[About this exercise]
This task calls for every entry below to be repeated exactly.

=-=-=-=-=

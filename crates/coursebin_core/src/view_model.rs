use crate::{JobId, JobStatus, NodeId, Notice, SectionData, Timestamp};

#[derive(Debug, Clone, PartialEq, Default)]
pub struct AppViewModel {
    /// Courses ordered by group, then id.
    pub courses: Vec<CourseRow>,
    pub loading: Vec<String>,
    pub job: Option<JobView>,
    pub notices: Vec<Notice>,
    pub dirty: bool,
}

#[derive(Debug, Clone, PartialEq)]
pub struct CourseRow {
    pub node_id: NodeId,
    pub course: String,
    pub term: Option<String>,
    pub group: Option<u32>,
    pub loading: bool,
    pub exclude: bool,
    pub exempt: bool,
    pub updated: Option<Timestamp>,
    pub active_sections: usize,
    pub total_sections: usize,
    pub components: Vec<ComponentRow>,
}

#[derive(Debug, Clone, PartialEq)]
pub struct ComponentRow {
    pub node_id: NodeId,
    pub part: u32,
    pub name: String,
    pub active: usize,
    pub sections: Vec<SectionRow>,
}

#[derive(Debug, Clone, PartialEq)]
pub struct SectionRow {
    pub node_id: NodeId,
    pub section_id: String,
    pub exclude: bool,
    pub exempt: bool,
    pub data: Option<SectionData>,
}

#[derive(Debug, Clone, PartialEq, Eq)]
pub struct JobView {
    pub id: JobId,
    pub name: String,
    pub status: JobStatus,
    pub message: Option<String>,
    pub schedule_count: Option<u64>,
    pub tracking: bool,
    pub timed_out: bool,
}
use std::collections::HashSet;

use crate::course::{CourseData, CourseDataError};
use crate::node::Node;

/// Where the walk currently attaches sections.
struct Cursor<'a> {
    part: Node,
    component: Node,
    section_type: &'a str,
}

/// Flatten one course into `course → part → component → section` nodes.
///
/// Sections are walked in input order. A run of equal section types shares
/// one component; a section type reappearing after a different one closes
/// the current part and opens the next, so repeating cycles such as
/// `Lecture, Lab, Lecture, Lab` become one part per cycle.
pub fn transform_course(data: &CourseData) -> Result<Vec<Node>, CourseDataError> {
    data.validate()?;

    let root = Node::course_root(&data.name, &data.term, data.updated);
    let mut nodes = vec![root.clone()];
    let mut seen_ids = HashSet::new();
    let mut seen_types: HashSet<&str> = HashSet::new();
    let mut part_count = 0u32;
    let mut cursor: Option<Cursor<'_>> = None;

    for section in &data.sections {
        let section_type = section.section_type.as_str();

        let current = match cursor.take() {
            Some(current) if current.section_type == section_type => current,
            previous => {
                let part = match previous {
                    Some(previous) if !seen_types.contains(section_type) => previous.part,
                    _ => {
                        let part = Node::part(&root, part_count);
                        part_count += 1;
                        seen_types.clear();
                        nodes.push(part.clone());
                        part
                    }
                };
                let component = Node::component(&part, section_type);
                seen_types.insert(section_type);
                nodes.push(component.clone());
                Cursor {
                    part,
                    component,
                    section_type,
                }
            }
        };

        let node = Node::section(&current.component, section);
        if !seen_ids.insert(node.node_id.clone()) {
            return Err(CourseDataError::DuplicateSection {
                course: data.name.clone(),
                section_id: section.section_id.clone(),
            });
        }
        nodes.push(node);
        cursor = Some(current);
    }

    Ok(nodes)
}

#[cfg(test)]
mod tests {
    use super::*;
    use crate::course::SectionData;
    use crate::node::NodeKind;

    fn course(types: &[&str]) -> CourseData {
        CourseData {
            name: "csci-201".to_string(),
            term: "20201".to_string(),
            updated: None,
            sections: types
                .iter()
                .enumerate()
                .map(|(i, t)| SectionData::new(format!("{}", 100 + i), *t))
                .collect(),
        }
    }

    fn ids(nodes: &[Node]) -> Vec<&str> {
        nodes.iter().map(|n| n.node_id.as_str()).collect()
    }

    #[test]
    fn no_sections_yields_root_only() {
        let nodes = transform_course(&course(&[])).unwrap();
        assert_eq!(ids(&nodes), vec!["csci-201"]);
        assert_eq!(nodes[0].kind, NodeKind::Course);
    }

    #[test]
    fn single_section_yields_four_nodes() {
        let nodes = transform_course(&course(&["Lecture"])).unwrap();
        assert_eq!(
            ids(&nodes),
            vec![
                "csci-201",
                "csci-201.0",
                "csci-201.0.Lecture",
                "csci-201.0.Lecture.100"
            ]
        );
    }

    #[test]
    fn repeating_cycle_opens_new_parts() {
        let nodes = transform_course(&course(&["Lecture", "Lab", "Lecture", "Lab"])).unwrap();
        assert_eq!(
            ids(&nodes),
            vec![
                "csci-201",
                "csci-201.0",
                "csci-201.0.Lecture",
                "csci-201.0.Lecture.100",
                "csci-201.0.Lab",
                "csci-201.0.Lab.101",
                "csci-201.1",
                "csci-201.1.Lecture",
                "csci-201.1.Lecture.102",
                "csci-201.1.Lab",
                "csci-201.1.Lab.103",
            ]
        );
    }

    #[test]
    fn runs_of_one_type_share_a_component() {
        let nodes = transform_course(&course(&["Lecture", "Lecture", "Lab", "Lab", "Lab"])).unwrap();
        let parts = nodes.iter().filter(|n| n.kind == NodeKind::Part).count();
        let components = nodes
            .iter()
            .filter(|n| n.kind == NodeKind::Component)
            .count();
        assert_eq!(parts, 1);
        assert_eq!(components, 2);
        assert_eq!(nodes.len(), 1 + 1 + 2 + 5);
    }

    #[test]
    fn duplicate_section_is_invalid() {
        let mut data = course(&["Lecture", "Lecture"]);
        data.sections[1].section_id = data.sections[0].section_id.clone();
        let err = transform_course(&data).unwrap_err();
        assert!(matches!(err, CourseDataError::DuplicateSection { .. }));
    }

    #[test]
    fn empty_name_is_invalid() {
        let mut data = course(&["Lecture"]);
        data.name = "  ".to_string();
        assert_eq!(
            transform_course(&data).unwrap_err(),
            CourseDataError::MissingField("name")
        );
    }
}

=-=-=-=-=

[Exercise output]
filename crates/coursebin_core/src/view_model.rs
use crate::{JobId, JobStatus, NodeId, Notice, SectionData, Timestamp};

#[derive(Debug, Clone, PartialEq, Default)]
pub struct AppViewModel {
    /// Courses ordered by group, then id.
    pub courses: Vec<CourseRow>,
    pub loading: Vec<String>,
    pub job: Option<JobView>,
    pub notices: Vec<Notice>,
    pub dirty: bool,
}

#[derive(Debug, Clone, PartialEq)]
pub struct CourseRow {
    pub node_id: NodeId,
    pub course: String,
    pub term: Option<String>,
    pub group: Option<u32>,
    pub loading: bool,
    pub exclude: bool,
    pub exempt: bool,
    pub updated: Option<Timestamp>,
    pub active_sections: usize,
    pub total_sections: usize,
    pub components: Vec<ComponentRow>,
}

#[derive(Debug, Clone, PartialEq)]
pub struct ComponentRow {
    pub node_id: NodeId,
    pub part: u32,
    pub name: String,
    pub active: usize,
    pub sections: Vec<SectionRow>,
}

#[derive(Debug, Clone, PartialEq)]
pub struct SectionRow {
    pub node_id: NodeId,
    pub section_id: String,
    pub exclude: bool,
    pub exempt: bool,
    pub data: Option<SectionData>,
}

#[derive(Debug, Clone, PartialEq, Eq)]
pub struct JobView {
    pub id: JobId,
    pub name: String,
    pub status: JobStatus,
    pub message: Option<String>,
    pub schedule_count: Option<u64>,
    pub tracking: bool,
    pub timed_out: bool,
}
use std::collections::HashSet;

use crate::course::{CourseData, CourseDataError};
use crate::node::Node;

/// Where the walk currently attaches sections.
struct Cursor<'a> {
    part: Node,
    component: Node,
    section_type: &'a str,
}

/// Flatten one course into `course → part → component → section` nodes.
///
/// Sections are walked in input order. A run of equal section types shares
/// one component; a section type reappearing after a different one closes
/// the current part and opens the next, so repeating cycles such as
/// `Lecture, Lab, Lecture, Lab` become one part per cycle.
pub fn transform_course(data: &CourseData) -> Result<Vec<Node>, CourseDataError> {
    data.validate()?;

    let root = Node::course_root(&data.name, &data.term, data.updated);
    let mut nodes = vec![root.clone()];
    let mut seen_ids = HashSet::new();
    let mut seen_types: HashSet<&str> = HashSet::new();
    let mut part_count = 0u32;
    let mut cursor: Option<Cursor<'_>> = None;

    for section in &data.sections {
        let section_type = section.section_type.as_str();

        let current = match cursor.take() {
            Some(current) if current.section_type == section_type => current,
            previous => {
                let part = match previous {
                    Some(previous) if !seen_types.contains(section_type) => previous.part,
                    _ => {
                        let part = Node::part(&root, part_count);
                        part_count += 1;
                        seen_types.clear();
                        nodes.push(part.clone());
                        part
                    }
                };
                let component = Node::component(&part, section_type);
                seen_types.insert(section_type);
                nodes.push(component.clone());
                Cursor {
                    part,
                    component,
                    section_type,
                }
            }
        };

        let node = Node::section(&current.component, section);
        if !seen_ids.insert(node.node_id.clone()) {
            return Err(CourseDataError::DuplicateSection {
                course: data.name.clone(),
                section_id: section.section_id.clone(),
            });
        }
        nodes.push(node);
        cursor = Some(current);
    }

    Ok(nodes)
}

#[cfg(test)]
mod tests {
    use super::*;
    use crate::course::SectionData;
    use crate::node::NodeKind;

    fn course(types: &[&str]) -> CourseData {
        CourseData {
            name: "csci-201".to_string(),
            term: "20201".to_string(),
            updated: None,
            sections: types
                .iter()
                .enumerate()
                .map(|(i, t)| SectionData::new(format!("{}", 100 + i), *t))
                .collect(),
        }
    }

    fn ids(nodes: &[Node]) -> Vec<&str> {
        nodes.iter().map(|n| n.node_id.as_str()).collect()
    }

    #[test]
    fn no_sections_yields_root_only() {
        let nodes = transform_course(&course(&[])).unwrap();
        assert_eq!(ids(&nodes), vec!["csci-201"]);
        assert_eq!(nodes[0].kind, NodeKind::Course);
    }

    #[test]
    fn single_section_yields_four_nodes() {
        let nodes = transform_course(&course(&["Lecture"])).unwrap();
        assert_eq!(
            ids(&nodes),
            vec![
                "csci-201",
                "csci-201.0",
                "csci-201.0.Lecture",
                "csci-201.0.Lecture.100"
            ]
        );
    }

    #[test]
    fn repeating_cycle_opens_new_parts() {
        let nodes = transform_course(&course(&["Lecture", "Lab", "Lecture", "Lab"])).unwrap();
        assert_eq!(
            ids(&nodes),
            vec![
                "csci-201",
                "csci-201.0",
                "csci-201.0.Lecture",
                "csci-201.0.Lecture.100",
                "csci-201.0.Lab",
                "csci-201.0.Lab.101",
                "csci-201.1",
                "csci-201.1.Lecture",
                "csci-201.1.Lecture.102",
                "csci-201.1.Lab",
                "csci-201.1.Lab.103",
            ]
        );
    }

    #[test]
    fn runs_of_one_type_share_a_component() {
        let nodes = transform_course(&course(&["Lecture", "Lecture", "Lab", "Lab", "Lab"])).unwrap();
        let parts = nodes.iter().filter(|n| n.kind == NodeKind::Part).count();
        let components = nodes
            .iter()
            .filter(|n| n.kind == NodeKind::Component)
            .count();
        assert_eq!(parts, 1);
        assert_eq!(components, 2);
        assert_eq!(nodes.len(), 1 + 1 + 2 + 5);
    }

    #[test]
    fn duplicate_section_is_invalid() {
        let mut data = course(&["Lecture", "Lecture"]);
        data.sections[1].section_id = data.sections[0].section_id.clone();
        let err = transform_course(&data).unwrap_err();
        assert!(matches!(err, CourseDataError::DuplicateSection { .. }));
    }

    #[test]
    fn empty_name_is_invalid() {
        let mut data = course(&["Lecture"]);
        data.name = "  ".to_string();
        assert_eq!(
            transform_course(&data).unwrap_err(),
            CourseDataError::MissingField("name")
        );
    }
}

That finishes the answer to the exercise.